It's time for a new generation of leadership to make college more affordable for any American who wants to go. It's time to tell all those private lenders and banks that we're not going to give them eight billion in taxpayer dollars every year so that they can bribe colleges to get business giving students loans at inflated prices. We're not going to make college an unaffordable opportunity or saddle our students with a lifetime of debt. It's time to end those high-priced loans and use the savings to help more kids afford a college education. And it's time we had a President who fights for that proposal instead of threatening to veto it. The very first bill I introduced when I got to the U.S. Senate was a bill to make college more affordable and provide more grants to students. That's the kind of leadership we need.

It's time for a new generation of leadership to save our generation from global catastrophe. It's time to tell the auto and oil industry lobbyists that they don't get to stand in the way of higher fuel standards, and renewable sources of energy, and lower carbon emissions anymore. It's time to let them know that our economy, our security, and our planet come before their profits.

As President, I will place a cap on carbon emissions, and require companies who can't meet the cap to buy credits from those who can. This will generate millions of dollars to invest in renewable sources of energy and create new jobs and even a new industry in the process. I'll put in place a low-carbon fuel standard that will take 50 million cars' worth of pollution off the road. And I'd raise the fuel efficiency standards for our cars and trucks because we know we have the technology to do it and it's time we did.

And one more thing. It is time for a new generation of leadership to end this war in Iraq and restore American leadership in the world.

I opposed this war back in 2002 when I was running for the United States Senate. And people told me that position might cost me the election. But I believed then that being a leader means that you do what's right and leave the politics aside because you don't get a do-over on an issue as important as war.
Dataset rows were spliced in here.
//! Consolidated document builder.
//!
//! # Invariants
//! - Output is an array shape: `[`, one tab-indented block per element joined
//!   by `,`, then `]`.
//! - No separator trails the last element, including the empty case.

/// Joins encoded record blocks into one array document.
///
/// Each block is trimmed before it is written. With zero blocks the result is
/// `"[\n\n]"`.
pub fn aggregate_documents<S: AsRef<str>>(blocks: &[S]) -> String {
    let mut document = String::from("[\n");
    for block in blocks {
        document.push('\t');
        document.push_str(block.as_ref().trim());
        document.push_str(",\n");
    }

    if !blocks.is_empty() {
        if let Some(last_comma) = document.rfind(',') {
            document.remove(last_comma);
        }
    }

    document.push_str("\n]");
    document
}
I introduced a plan in January that would've already started bringing our troops home by now, with the goal of bringing all combat brigades home by March 31st, 2008.

George Bush vetoed a bipartisan plan just like that - but he doesn't get the last word here. We are fifteen votes away in the Senate from ending this war without him. So we need to keep turning up the pressure on all those Republican Congressmen and Senators who aren't voting the right way. And I'm asking you all to help me with this. You can help bring this war to an end. Some of these Senators are already changing their mind. So I need you to call them up, and write them, and tell them that if they don't switch their votes on Iraq, you'll be switching your votes next November.

It's time to start getting our troops out of Iraq so we can start focusing on the growing threat from al Qaeda - because we can't win a war against the terrorists if we're on the wrong battlefield.

It's time to turn the page on the era of Bush-Cheney diplomacy and reach out to the rest of the world again. Refusing to engage in tough, smart diplomacy with world leaders we don't like doesn't show your strength, it shows your stubbornness, and we don't need another eight years of that.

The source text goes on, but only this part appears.